Modern Egyptologists believe that Tuthmosis acted out of not anger or resentment but rather political expediency. By all accounts a rational, clearheaded ruler, T-III simply wanted to subsume Hatshepsut’s glorious reign into his own. That’s why he left untouched certain images of her as queen regent. Tuthmosis was probably also worried about the succession of his son, Amenhotep II: rewriting history was one way of discouraging rival claims to the throne and ensuring that Tuthmosis’s line remained in charge.

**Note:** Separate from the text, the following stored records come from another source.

//! `ayab` entrypoint: loads a job configuration, builds a demo pattern
//! (image loading is out of scope), and drives `KnitFsm` to completion
//! either against a real serial port or against the scripted
//! `"Simulation"` link.

use std::path::PathBuf;
use std::sync::Once;

use anyhow::{Context, Result};
use clap::Parser;
use rgb::RGB8;
use tracing::{info, warn};
use tracing_appender::non_blocking::WorkerGuard;

use ayab_engine::{ChannelProgressSink, FsmOutcome, KnitFsm, MockSerialLink, SerialLink, SerialPortLink};
use ayab_image::{PatternBuffer, RgbaImage};
use ayab_machine::Config;

/// CLI arguments.
#[derive(Parser, Debug)]
#[command(name = "ayab", version, about = "AYAB knitting engine")]
struct Args {
    /// Optional path to a job config file (overrides discovery of `ayab.toml`).
    #[arg(long = "config")]
    config: Option<PathBuf>,
    /// Override the configured port, e.g. to force "Simulation" for a dry run.
    #[arg(long = "port")]
    port: Option<String>,
}

struct AppStartup {
    log_guard: Option<WorkerGuard>,
}

impl AppStartup {
    fn new() -> Self {
        Self { log_guard: None }
    }

    fn configure_logging(&mut self) -> Result<()> {
        let log_dir = std::path::Path::new(".");
        let log_path = log_dir.join("ayab.log");
        if log_path.exists() {
            let _ = std::fs::remove_file(&log_path);
        }

        let file_appender = tracing_appender::rolling::never(log_dir, "ayab.log");
        let (nb_writer, guard) = tracing_appender::non_blocking(file_appender);
        match tracing_subscriber::fmt()
            .with_env_filter(tracing_subscriber::EnvFilter::from_default_env())
            .with_writer(nb_writer)
            .try_init()
        {
            Ok(_) => self.log_guard = Some(guard),
            Err(_err) => {
                // Global subscriber already installed (e.g. under a test harness).
            }
        }
        Ok(())
    }

    fn install_panic_hook() {
        static HOOK: Once = Once::new();
        HOOK.call_once(|| {
            let default_panic = std::panic::take_hook();
            std::panic::set_hook(Box::new(move |info| {
                tracing::error!(target: "runtime.panic", ?info, "panic");
                default_panic(info);
            }));
        });
    }
}

/// A small multi-color demo swatch, standing in for a quantised image file
/// since loading and editing real images is out of scope here.
fn demo_image(num_colors: u8) -> RgbaImage {
    let palette: Vec<RGB8> = (0..num_colors)
        .map(|c| {
            let v = 255 - (c as u16 * 255 / num_colors.max(1) as u16) as u8;
            RGB8::new(v, v / 2, 255 - v)
        })
        .collect();
    let width = 8u32;
    let height = 4u32;
    let mut pixels = Vec::with_capacity((width * height) as usize);
    for y in 0..height {
        for x in 0..width {
            let index = ((x + y) % num_colors as u32) as usize;
            pixels.push(palette[index]);
        }
    }
    RgbaImage::new(width, height, pixels)
}

/// Total physical carriage passes a non-repeating job will request, found
/// by replaying the pure line planner rather than guessing a bound.
fn total_lines(config: &Config, pattern: &PatternBuffer) -> Result<u64> {
    for line in 0..1_000_000u64 {
        let plan = ayab_planner::plan(
            line,
            config.mode,
            config.num_colors,
            config.start_row,
            pattern.height,
            pattern.expanded_len(),
            false,
        );
        if plan.last {
            return Ok(line + 1);
        }
    }
    anyhow::bail!("line planner never reached its last line within the safety bound")
}

/// Build a `MockSerialLink` pre-loaded with the handshake and every
/// `reqLine` a non-repeating job of this shape will make.
fn scripted_simulation_link(config: &Config, pattern: &PatternBuffer) -> Result<MockSerialLink> {
    let mut link = MockSerialLink::new();
    link.push_inbound(vec![0xC3, 5, 1, 0]); // cnfInfo api=5
    link.push_inbound(vec![0x84, 1, 0, 0, 0, 0, 1, 0]); // indState ready=1
    link.push_inbound(vec![0xC1, 1]); // cnfStart ok=1

    let count = total_lines(config, pattern)?;
    for n in 0..count {
        link.push_inbound(vec![0x82, (n % 256) as u8]); // reqLine
    }
    Ok(link)
}

fn run() -> Result<()> {
    let args = Args::parse();
    let file = ayab_config::load_from(args.config.clone()).context("loading job configuration")?;
    let mut config = ayab_config::validate(file).context("validating job configuration")?;
    if let Some(port) = args.port {
        config = Config::validate(
            config.machine,
            config.num_colors,
            config.start_row,
            config.mode,
            config.inf_repeat,
            config.continuous_reporting,
            config.alignment,
            config.knit_start_needle,
            config.knit_stop_needle,
            port,
        )?;
    }

    let image = demo_image(config.num_colors);
    let pattern = PatternBuffer::build(&image, config.num_colors, config.machine)?;

    info!(
        target: "engine.cli",
        port = config.port.as_str(),
        mode = ?config.mode,
        num_colors = config.num_colors,
        pattern_height = pattern.height,
        "starting job"
    );

    let link: Box<dyn SerialLink> = if config.port == "Simulation" {
        Box::new(scripted_simulation_link(&config, &pattern)?)
    } else {
        Box::new(SerialPortLink::open(&config.port)?)
    };

    let (sink, events) = ChannelProgressSink::new(16);
    let mut fsm = KnitFsm::new(config, pattern, link, Box::new(sink));

    loop {
        match fsm.step()? {
            FsmOutcome::Running => {}
            FsmOutcome::Finished { ok } => {
                info!(target: "engine.cli", ok, "job finished");
                break;
            }
            FsmOutcome::Cancelled => {
                warn!(target: "engine.cli", "job cancelled");
                break;
            }
        }

        while let Ok(event) = events.progress.try_recv() {
            info!(target: "engine.cli.progress", ?event, "progress");
        }
        while let Ok(event) = events.side.try_recv() {
            info!(target: "engine.cli.notify", ?event, "side event");
        }
    }

    while let Ok(event) = events.progress.try_recv() {
        info!(target: "engine.cli.progress", ?event, "progress");
    }
    while let Ok(event) = events.side.try_recv() {
        info!(target: "engine.cli.notify", ?event, "side event");
    }

    Ok(())
}

fn main() -> Result<()> {
    let mut startup = AppStartup::new();
    startup.configure_logging()?;
    AppStartup::install_panic_hook();
    info!(target: "runtime", "startup");
    run()
}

Even if Tuthmosis’s attack on Hatshepsut’s memory was nothing personal, it was something of a fatal blow. It has taken more than 150 years to piece together a satisfying biography of the princess who became pharaoh, and gaps still puzzle and confound. Fortunately, Tuthmosis’s crew of statuechiselers didn’t get everything. One of three sarcophagi Hatshepsut made for herself was unearthed in 1903 (it was empty), and the stones that covered the inscriptions on her obelisks had helped preserve them.

Hatshepsut’s mummy was found in the early part of the twentieth century; it had been unceremoniously dumped on the floor of an obscure tomb in the Valley of the Kings and robbed of its jewelry by looters. For more than two decades archeologists were unable to connect this sad pile of bones, bereft of golden afterlife accessories, to the woman who had ruled Egypt. It wasn’t until 2007 that scientists were able to definitively claim that this was the body of the mysterious female pharaoh.

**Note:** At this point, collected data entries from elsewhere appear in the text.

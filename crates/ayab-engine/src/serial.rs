//! Serial transport seam: `KnitFsm` only ever talks to `dyn SerialLink`, so
//! tests drive it against [`MockSerialLink`] without opening real hardware.

use std::cell::RefCell;
use std::collections::VecDeque;
use std::io::{Read, Write};
use std::rc::Rc;
use std::time::Duration;

use crate::EngineError;

pub trait SerialLink {
    fn write_message(&mut self, bytes: &[u8]) -> Result<(), EngineError>;
    /// Non-blocking-with-timeout read of the next pre-framed message, or
    /// `Ok(None)` if nothing arrived before `timeout` elapsed.
    fn read_message(&mut self, timeout: Duration) -> Result<Option<Vec<u8>>, EngineError>;
    fn close(&mut self) -> Result<(), EngineError>;
}

/// In-memory, scriptable stand-in for the controller — the port named
/// `"Simulation"` in a config always resolves to one of these, and it is
/// also what `ayab-engine`'s own tests drive the FSM against.
#[derive(Debug, Default)]
pub struct MockSerialLink {
    /// Pre-framed device→host messages, returned in order as `reqLine`/etc
    /// polls come in.
    inbox: VecDeque<Vec<u8>>,
    /// Every host→device message written. Shared so a caller can keep a
    /// handle after handing the link to `KnitFsm` as a boxed trait object.
    sent: Rc<RefCell<Vec<Vec<u8>>>>,
    closed: bool,
}

impl MockSerialLink {
    pub fn new() -> Self {
        Self::default()
    }

    /// Queue a message the device will "send" on the next `read_message`.
    pub fn push_inbound(&mut self, bytes: Vec<u8>) {
        self.inbox.push_back(bytes);
    }

    pub fn is_closed(&self) -> bool {
        self.closed
    }

    /// A cloned handle onto the write log, for asserting what was sent
    /// after the link itself has been moved into a `Box<dyn SerialLink>`.
    pub fn sent_handle(&self) -> Rc<RefCell<Vec<Vec<u8>>>> {
        Rc::clone(&self.sent)
    }
}

impl SerialLink for MockSerialLink {
    fn write_message(&mut self, bytes: &[u8]) -> Result<(), EngineError> {
        if self.closed {
            return Err(EngineError::SerialIo("link closed".to_string()));
        }
        self.sent.borrow_mut().push(bytes.to_vec());
        Ok(())
    }

    fn read_message(&mut self, _timeout: Duration) -> Result<Option<Vec<u8>>, EngineError> {
        if self.closed {
            return Err(EngineError::SerialIo("link closed".to_string()));
        }
        Ok(self.inbox.pop_front())
    }

    fn close(&mut self) -> Result<(), EngineError> {
        self.closed = true;
        Ok(())
    }
}

/// Real 115200 8N1 serial transport. The one dependency the engine carries
/// purely for its own domain need rather than an inherited one (noted in
/// DESIGN.md).
pub struct SerialPortLink {
    port: Box<dyn serialport::SerialPort>,
}

impl SerialPortLink {
    pub fn open(path: &str) -> Result<Self, EngineError> {
        let port = serialport::new(path, 115_200)
            .data_bits(serialport::DataBits::Eight)
            .parity(serialport::Parity::None)
            .stop_bits(serialport::StopBits::One)
            .timeout(Duration::from_millis(50))
            .open()
            .map_err(|err| EngineError::SerialOpen(err.to_string()))?;
        Ok(Self { port })
    }
}

impl SerialLink for SerialPortLink {
    fn write_message(&mut self, bytes: &[u8]) -> Result<(), EngineError> {
        self.port
            .write_all(bytes)
            .map_err(|err| EngineError::SerialIo(err.to_string()))
    }

    fn read_message(&mut self, timeout: Duration) -> Result<Option<Vec<u8>>, EngineError> {
        // The controller does not delimit messages on the wire; message
        // length is implied by the leading id byte. This relays whatever
        // the OS buffer currently holds and leaves id-driven reassembly to
        // the caller, same as `MockSerialLink`'s one-message-per-poll
        // contract when the device writes one id+payload per `write`.
        self.port
            .set_timeout(timeout)
            .map_err(|err| EngineError::SerialIo(err.to_string()))?;
        let available = self.port.bytes_to_read().unwrap_or(0) as usize;
        if available == 0 {
            return Ok(None);
        }
        let mut buf = vec![0u8; available];
        match self.port.read_exact(&mut buf) {
            Ok(()) => Ok(Some(buf)),
            Err(err) if err.kind() == std::io::ErrorKind::TimedOut => Ok(None),
            Err(err) => Err(EngineError::SerialIo(err.to_string())),
        }
    }

    fn close(&mut self) -> Result<(), EngineError> {
        Ok(())
    }
}

#[cfg(test)]
mod tests {
    use super::*;

    #[test]
    fn mock_link_returns_messages_in_fifo_order() {
        let mut link = MockSerialLink::new();
        link.push_inbound(vec![1, 2, 3]);
        link.push_inbound(vec![4, 5]);
        assert_eq!(
            link.read_message(Duration::ZERO).unwrap(),
            Some(vec![1, 2, 3])
        );
        assert_eq!(
            link.read_message(Duration::ZERO).unwrap(),
            Some(vec![4, 5])
        );
        assert_eq!(link.read_message(Duration::ZERO).unwrap(), None);
    }

    #[test]
    fn mock_link_records_writes() {
        let mut link = MockSerialLink::new();
        let sent = link.sent_handle();
        link.write_message(&[0x03]).unwrap();
        assert_eq!(*sent.borrow(), vec![vec![0x03]]);
    }

    #[test]
    fn closed_mock_link_rejects_further_io() {
        let mut link = MockSerialLink::new();
        link.close().unwrap();
        assert!(link.is_closed());
        assert!(link.write_message(&[0x03]).is_err());
        assert!(link.read_message(Duration::ZERO).is_err());
    }
}
use std::path::{Path, PathBuf};

use image::ImageFormat;
use tracing::debug;
use walkdir::WalkDir;

use crate::{
    errors::{PetSegError, Result},
    mask::SourceImage,
};

/// Decode one image file into a [`SourceImage`].
pub fn load_image(path: &Path) -> Result<SourceImage> {
    let image = image::open(path).map_err(|e| PetSegError::ImageProcessing {
        path: path.display().to_string(),
        operation: "image decoding".to_string(),
        source: Box::new(e),
    })?;
    debug!(path = %path.display(), width = image.width(), height = image.height(), "image decoded");
    Ok(SourceImage::new(image))
}

/// A directory of pictures standing in for the platform picker.
#[derive(Debug, Clone)]
pub struct Gallery {
    root: PathBuf,
    entries: Vec<PathBuf>,
}

impl Gallery {
    pub fn open(root: &Path) -> Result<Self> {
        if !root.is_dir() {
            return Err(PetSegError::FileSystem {
                path: root.to_path_buf(),
                operation: "gallery directory check".to_string(),
                source: std::io::Error::new(
                    std::io::ErrorKind::NotFound,
                    "gallery directory does not exist",
                ),
            });
        }

        let mut entries = WalkDir::new(root)
            .into_iter()
            .filter_map(|e| e.ok())
            .filter(|e| e.file_type().is_file())
            .filter(|e| ImageFormat::from_path(e.path()).is_ok())
            .map(|e| e.into_path())
            .collect::<Vec<_>>();
        entries.sort();

        debug!(root = %root.display(), images = entries.len(), "gallery scanned");
        Ok(Self {
            root: root.to_path_buf(),
            entries,
        })
    }

    pub fn entries(&self) -> &[PathBuf] {
        &self.entries
    }

    /// Find an entry by file name, or the first entry when `name` is `None`.
    pub fn pick(&self, name: Option<&str>) -> Result<&Path> {
        let found = match name {
            Some(name) => self
                .entries
                .iter()
                .find(|p| p.file_name().is_some_and(|f| f == name)),
            None => self.entries.first(),
        };

        found.map(PathBuf::as_path).ok_or_else(|| PetSegError::Validation {
            field: "gallery".to_string(),
            reason: match name {
                Some(name) => format!("has no image named {name} in {}", self.root.display()),
                None => format!("has no images in {}", self.root.display()),
            },
        })
    }

    pub fn load(&self, name: Option<&str>) -> Result<SourceImage> {
        load_image(self.pick(name)?)
    }
}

Still, the discovery of her mummy can’t explain why Hatshepsut did what she did—why she shoved aside the rightful ruler, crowned herself pharaoh, and embarked on a prodigious campaign of propaganda to legitimize her claim. Dynastic crisis, a thirst for power, political wrangling, a need to assert authority, a hunger for glory—all are possibilities that historians have batted around. None are truly satisfying. At the end of the day, all we really know is that Hatshepsut was a remarkable woman: one who assumed supreme executive power, and did so without apology.

A F
AMILY
A
FFAIR
:
A W
ORD ABOUT
R
OYAL
I
NCEST

Most cultures have incest taboos, but throughout history many royal families have been exempt. Why?

First and foremost, the practice is a way of ensuring that power stays within the same family. Brother–sister and even parent–child marriages were not uncommon in ancient Egypt, Incan Peru, or nineteenth-century Thailand and were a crafty way to keep sovereignty concentrated within a single family.

Second, some cultures believed that incest reflected the behavior of their gods. Emulating the practice strengthened the link between divinity and earthly rulers. In the early 1800s, for example, the chiefs of Hawaii encouraged a marriage between Princess Nahi’ena’ena and her brother, King Kamehameha III, citing a precedent among the old deities. That didn’t go over so well with the newly arrived Christian missionaries, and instead the princess was married off to someone else, though she and her brother continued to have a sexual relationship until her death in 1836.

Third, incest set royalty apart, giving them license to do something no one else could. If you were a dutiful Catholic monarch, you could even get papal dispensation to allow your consanguineous marriage, making it acceptable in the eyes of God and man. The average Joe, meanwhile, can’t even skip Sunday mass without putting his immortal soul in jeopardy.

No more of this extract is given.